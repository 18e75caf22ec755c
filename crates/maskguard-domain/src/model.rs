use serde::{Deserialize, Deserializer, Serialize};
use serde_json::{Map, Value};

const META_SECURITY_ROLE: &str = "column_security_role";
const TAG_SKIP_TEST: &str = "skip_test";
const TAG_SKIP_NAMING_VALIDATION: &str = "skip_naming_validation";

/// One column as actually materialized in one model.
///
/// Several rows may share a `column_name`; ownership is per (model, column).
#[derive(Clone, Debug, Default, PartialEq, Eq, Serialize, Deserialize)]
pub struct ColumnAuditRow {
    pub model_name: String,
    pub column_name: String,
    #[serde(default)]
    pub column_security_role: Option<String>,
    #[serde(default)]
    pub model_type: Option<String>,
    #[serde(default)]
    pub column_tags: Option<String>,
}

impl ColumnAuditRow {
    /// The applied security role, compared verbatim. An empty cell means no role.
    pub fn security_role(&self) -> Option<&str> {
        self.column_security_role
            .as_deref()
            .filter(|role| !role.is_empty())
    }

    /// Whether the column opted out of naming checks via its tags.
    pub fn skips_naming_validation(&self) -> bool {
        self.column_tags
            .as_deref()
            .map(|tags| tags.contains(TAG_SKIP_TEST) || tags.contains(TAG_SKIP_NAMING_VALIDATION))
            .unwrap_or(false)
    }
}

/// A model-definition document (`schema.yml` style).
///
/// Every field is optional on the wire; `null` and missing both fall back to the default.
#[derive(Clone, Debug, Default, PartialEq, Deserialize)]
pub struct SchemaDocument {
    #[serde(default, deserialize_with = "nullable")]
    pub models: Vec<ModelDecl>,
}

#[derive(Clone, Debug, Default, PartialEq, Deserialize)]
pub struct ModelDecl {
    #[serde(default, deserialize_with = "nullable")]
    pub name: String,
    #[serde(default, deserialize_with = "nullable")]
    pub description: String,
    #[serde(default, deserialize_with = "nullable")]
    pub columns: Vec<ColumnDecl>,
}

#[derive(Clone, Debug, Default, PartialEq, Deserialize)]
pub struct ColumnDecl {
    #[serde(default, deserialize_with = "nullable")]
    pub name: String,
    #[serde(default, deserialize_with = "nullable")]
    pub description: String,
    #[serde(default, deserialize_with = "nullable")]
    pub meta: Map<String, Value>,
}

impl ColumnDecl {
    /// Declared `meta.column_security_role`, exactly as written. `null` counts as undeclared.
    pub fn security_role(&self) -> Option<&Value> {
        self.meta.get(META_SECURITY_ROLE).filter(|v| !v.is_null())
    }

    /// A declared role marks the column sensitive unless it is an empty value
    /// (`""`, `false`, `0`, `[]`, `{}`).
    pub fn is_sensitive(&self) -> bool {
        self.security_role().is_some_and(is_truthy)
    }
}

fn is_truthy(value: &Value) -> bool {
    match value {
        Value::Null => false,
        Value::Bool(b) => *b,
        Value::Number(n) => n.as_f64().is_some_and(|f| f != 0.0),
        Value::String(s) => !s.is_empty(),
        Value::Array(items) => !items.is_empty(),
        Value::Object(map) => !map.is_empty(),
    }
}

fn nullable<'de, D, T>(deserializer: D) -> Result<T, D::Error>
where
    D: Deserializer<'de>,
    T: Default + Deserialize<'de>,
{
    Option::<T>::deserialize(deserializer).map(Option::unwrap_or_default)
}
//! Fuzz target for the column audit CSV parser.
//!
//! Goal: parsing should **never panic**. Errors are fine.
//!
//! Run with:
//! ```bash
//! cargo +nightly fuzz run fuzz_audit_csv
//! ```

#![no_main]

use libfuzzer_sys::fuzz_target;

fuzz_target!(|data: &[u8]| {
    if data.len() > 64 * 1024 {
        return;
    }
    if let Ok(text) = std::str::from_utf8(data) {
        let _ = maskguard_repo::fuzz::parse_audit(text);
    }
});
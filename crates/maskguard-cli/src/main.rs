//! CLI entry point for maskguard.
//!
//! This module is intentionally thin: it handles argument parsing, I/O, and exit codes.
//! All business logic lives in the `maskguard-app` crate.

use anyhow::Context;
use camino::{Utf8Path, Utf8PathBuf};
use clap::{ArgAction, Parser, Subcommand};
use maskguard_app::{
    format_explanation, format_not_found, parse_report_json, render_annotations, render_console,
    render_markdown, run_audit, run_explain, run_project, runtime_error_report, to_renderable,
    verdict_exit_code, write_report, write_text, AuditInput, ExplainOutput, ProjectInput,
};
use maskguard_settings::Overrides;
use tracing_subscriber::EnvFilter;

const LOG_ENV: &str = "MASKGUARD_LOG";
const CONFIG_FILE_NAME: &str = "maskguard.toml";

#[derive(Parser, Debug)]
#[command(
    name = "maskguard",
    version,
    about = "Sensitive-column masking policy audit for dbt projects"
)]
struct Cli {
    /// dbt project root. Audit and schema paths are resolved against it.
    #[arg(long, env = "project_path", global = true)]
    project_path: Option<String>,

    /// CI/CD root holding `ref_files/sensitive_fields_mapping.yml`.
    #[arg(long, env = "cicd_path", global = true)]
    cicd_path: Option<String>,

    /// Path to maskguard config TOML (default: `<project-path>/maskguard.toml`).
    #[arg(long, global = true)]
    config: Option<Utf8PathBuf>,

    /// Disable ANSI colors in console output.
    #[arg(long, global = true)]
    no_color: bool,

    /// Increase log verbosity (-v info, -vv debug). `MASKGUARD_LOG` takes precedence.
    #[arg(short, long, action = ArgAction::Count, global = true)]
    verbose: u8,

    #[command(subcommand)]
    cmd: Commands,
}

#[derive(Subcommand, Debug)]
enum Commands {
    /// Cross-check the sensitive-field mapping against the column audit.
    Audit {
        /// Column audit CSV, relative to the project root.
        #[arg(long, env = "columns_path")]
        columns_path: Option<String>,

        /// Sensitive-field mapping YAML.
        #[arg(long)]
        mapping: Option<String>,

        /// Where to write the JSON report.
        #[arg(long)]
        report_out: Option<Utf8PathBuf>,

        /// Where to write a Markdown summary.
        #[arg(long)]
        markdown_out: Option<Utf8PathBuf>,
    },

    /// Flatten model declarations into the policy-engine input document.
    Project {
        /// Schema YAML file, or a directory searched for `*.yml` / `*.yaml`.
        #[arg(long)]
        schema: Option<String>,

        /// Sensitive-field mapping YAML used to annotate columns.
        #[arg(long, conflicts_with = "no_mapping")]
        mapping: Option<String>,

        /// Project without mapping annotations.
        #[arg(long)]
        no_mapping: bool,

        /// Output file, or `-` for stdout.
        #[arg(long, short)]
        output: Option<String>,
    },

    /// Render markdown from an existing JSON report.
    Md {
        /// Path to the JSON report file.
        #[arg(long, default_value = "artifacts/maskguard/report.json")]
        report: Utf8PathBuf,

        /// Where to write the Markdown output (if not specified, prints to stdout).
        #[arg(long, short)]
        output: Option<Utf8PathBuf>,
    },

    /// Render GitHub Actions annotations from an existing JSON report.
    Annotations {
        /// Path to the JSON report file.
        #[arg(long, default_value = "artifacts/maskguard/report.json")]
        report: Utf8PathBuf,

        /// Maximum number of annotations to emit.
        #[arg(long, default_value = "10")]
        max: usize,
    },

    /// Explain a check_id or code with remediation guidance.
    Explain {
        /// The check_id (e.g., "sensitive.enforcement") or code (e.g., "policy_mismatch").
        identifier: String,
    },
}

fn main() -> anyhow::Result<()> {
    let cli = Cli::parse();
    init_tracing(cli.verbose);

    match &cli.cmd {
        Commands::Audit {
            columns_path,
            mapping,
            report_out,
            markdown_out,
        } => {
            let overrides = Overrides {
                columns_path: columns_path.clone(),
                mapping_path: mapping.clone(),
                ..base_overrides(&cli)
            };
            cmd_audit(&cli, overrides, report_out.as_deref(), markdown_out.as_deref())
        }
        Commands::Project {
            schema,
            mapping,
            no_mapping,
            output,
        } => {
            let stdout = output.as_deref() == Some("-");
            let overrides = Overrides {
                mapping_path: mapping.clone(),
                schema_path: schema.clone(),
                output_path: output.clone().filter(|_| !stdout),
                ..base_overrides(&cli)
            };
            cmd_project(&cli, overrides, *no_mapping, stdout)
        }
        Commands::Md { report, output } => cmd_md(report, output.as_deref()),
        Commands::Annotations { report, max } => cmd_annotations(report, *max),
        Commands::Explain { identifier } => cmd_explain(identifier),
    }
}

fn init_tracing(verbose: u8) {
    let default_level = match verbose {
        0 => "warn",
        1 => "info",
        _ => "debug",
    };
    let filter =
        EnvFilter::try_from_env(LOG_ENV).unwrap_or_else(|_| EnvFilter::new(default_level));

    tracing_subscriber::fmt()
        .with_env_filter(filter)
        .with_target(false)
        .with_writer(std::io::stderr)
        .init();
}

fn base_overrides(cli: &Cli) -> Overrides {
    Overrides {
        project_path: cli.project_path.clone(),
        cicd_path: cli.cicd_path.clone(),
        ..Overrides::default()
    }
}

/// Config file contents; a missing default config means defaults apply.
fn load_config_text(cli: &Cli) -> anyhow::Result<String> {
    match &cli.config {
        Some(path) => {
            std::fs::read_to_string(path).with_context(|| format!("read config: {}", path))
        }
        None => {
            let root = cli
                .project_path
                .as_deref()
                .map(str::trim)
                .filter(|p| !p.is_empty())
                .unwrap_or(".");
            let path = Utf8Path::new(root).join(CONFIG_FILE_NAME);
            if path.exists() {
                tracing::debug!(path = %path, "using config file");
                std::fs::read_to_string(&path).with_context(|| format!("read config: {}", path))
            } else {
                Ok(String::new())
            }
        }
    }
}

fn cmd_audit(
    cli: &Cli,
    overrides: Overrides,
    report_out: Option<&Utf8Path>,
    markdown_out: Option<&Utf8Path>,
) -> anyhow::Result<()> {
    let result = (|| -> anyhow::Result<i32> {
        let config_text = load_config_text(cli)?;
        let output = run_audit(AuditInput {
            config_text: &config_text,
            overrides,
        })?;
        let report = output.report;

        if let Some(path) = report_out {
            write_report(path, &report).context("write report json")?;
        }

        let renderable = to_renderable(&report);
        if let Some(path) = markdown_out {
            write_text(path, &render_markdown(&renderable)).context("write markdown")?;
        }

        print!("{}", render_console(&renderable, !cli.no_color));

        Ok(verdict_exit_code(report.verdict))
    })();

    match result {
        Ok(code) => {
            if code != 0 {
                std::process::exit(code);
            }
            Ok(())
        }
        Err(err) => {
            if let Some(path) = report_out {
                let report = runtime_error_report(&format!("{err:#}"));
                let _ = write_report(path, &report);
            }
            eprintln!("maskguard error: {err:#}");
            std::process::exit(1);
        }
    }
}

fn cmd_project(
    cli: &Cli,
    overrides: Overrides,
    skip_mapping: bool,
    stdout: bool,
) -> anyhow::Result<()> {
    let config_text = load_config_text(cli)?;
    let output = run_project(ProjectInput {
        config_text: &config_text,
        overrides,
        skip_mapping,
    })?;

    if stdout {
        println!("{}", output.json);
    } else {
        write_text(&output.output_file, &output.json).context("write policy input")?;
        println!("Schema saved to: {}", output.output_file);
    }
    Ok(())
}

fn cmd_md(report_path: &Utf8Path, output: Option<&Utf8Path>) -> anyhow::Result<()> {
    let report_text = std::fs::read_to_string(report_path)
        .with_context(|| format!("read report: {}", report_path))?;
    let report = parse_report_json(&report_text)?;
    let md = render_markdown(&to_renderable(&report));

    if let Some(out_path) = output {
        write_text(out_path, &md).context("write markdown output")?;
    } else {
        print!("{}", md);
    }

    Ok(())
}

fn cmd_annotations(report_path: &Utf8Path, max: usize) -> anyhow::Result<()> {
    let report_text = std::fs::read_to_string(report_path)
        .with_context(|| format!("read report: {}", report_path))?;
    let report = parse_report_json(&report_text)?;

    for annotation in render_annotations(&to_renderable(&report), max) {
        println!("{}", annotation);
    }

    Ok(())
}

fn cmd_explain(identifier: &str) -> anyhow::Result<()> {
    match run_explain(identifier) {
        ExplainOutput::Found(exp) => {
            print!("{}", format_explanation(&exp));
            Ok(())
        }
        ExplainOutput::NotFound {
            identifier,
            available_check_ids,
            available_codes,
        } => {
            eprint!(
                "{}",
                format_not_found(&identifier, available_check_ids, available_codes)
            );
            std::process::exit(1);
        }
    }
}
====
_Exercise_. The required output is the exact run of lines from the beginning of the records to the line with "pub struct ModelDecl", that line included.

_Solution for this problem_.
repository 18e75caf22ec755c
filename crates/maskguard-domain/src/model.rs
use serde::{Deserialize, Deserializer, Serialize};
use serde_json::{Map, Value};

const META_SECURITY_ROLE: &str = "column_security_role";
const TAG_SKIP_TEST: &str = "skip_test";
const TAG_SKIP_NAMING_VALIDATION: &str = "skip_naming_validation";

/// One column as actually materialized in one model.
///
/// Several rows may share a `column_name`; ownership is per (model, column).
#[derive(Clone, Debug, Default, PartialEq, Eq, Serialize, Deserialize)]
pub struct ColumnAuditRow {
    pub model_name: String,
    pub column_name: String,
    #[serde(default)]
    pub column_security_role: Option<String>,
    #[serde(default)]
    pub model_type: Option<String>,
    #[serde(default)]
    pub column_tags: Option<String>,
}

impl ColumnAuditRow {
    /// The applied security role, compared verbatim. An empty cell means no role.
    pub fn security_role(&self) -> Option<&str> {
        self.column_security_role
            .as_deref()
            .filter(|role| !role.is_empty())
    }

    /// Whether the column opted out of naming checks via its tags.
    pub fn skips_naming_validation(&self) -> bool {
        self.column_tags
            .as_deref()
            .map(|tags| tags.contains(TAG_SKIP_TEST) || tags.contains(TAG_SKIP_NAMING_VALIDATION))
            .unwrap_or(false)
    }
}

/// A model-definition document (`schema.yml` style).
///
/// Every field is optional on the wire; `null` and missing both fall back to the default.
#[derive(Clone, Debug, Default, PartialEq, Deserialize)]
pub struct SchemaDocument {
    #[serde(default, deserialize_with = "nullable")]
    pub models: Vec<ModelDecl>,
}

#[derive(Clone, Debug, Default, PartialEq, Deserialize)]
pub struct ModelDecl {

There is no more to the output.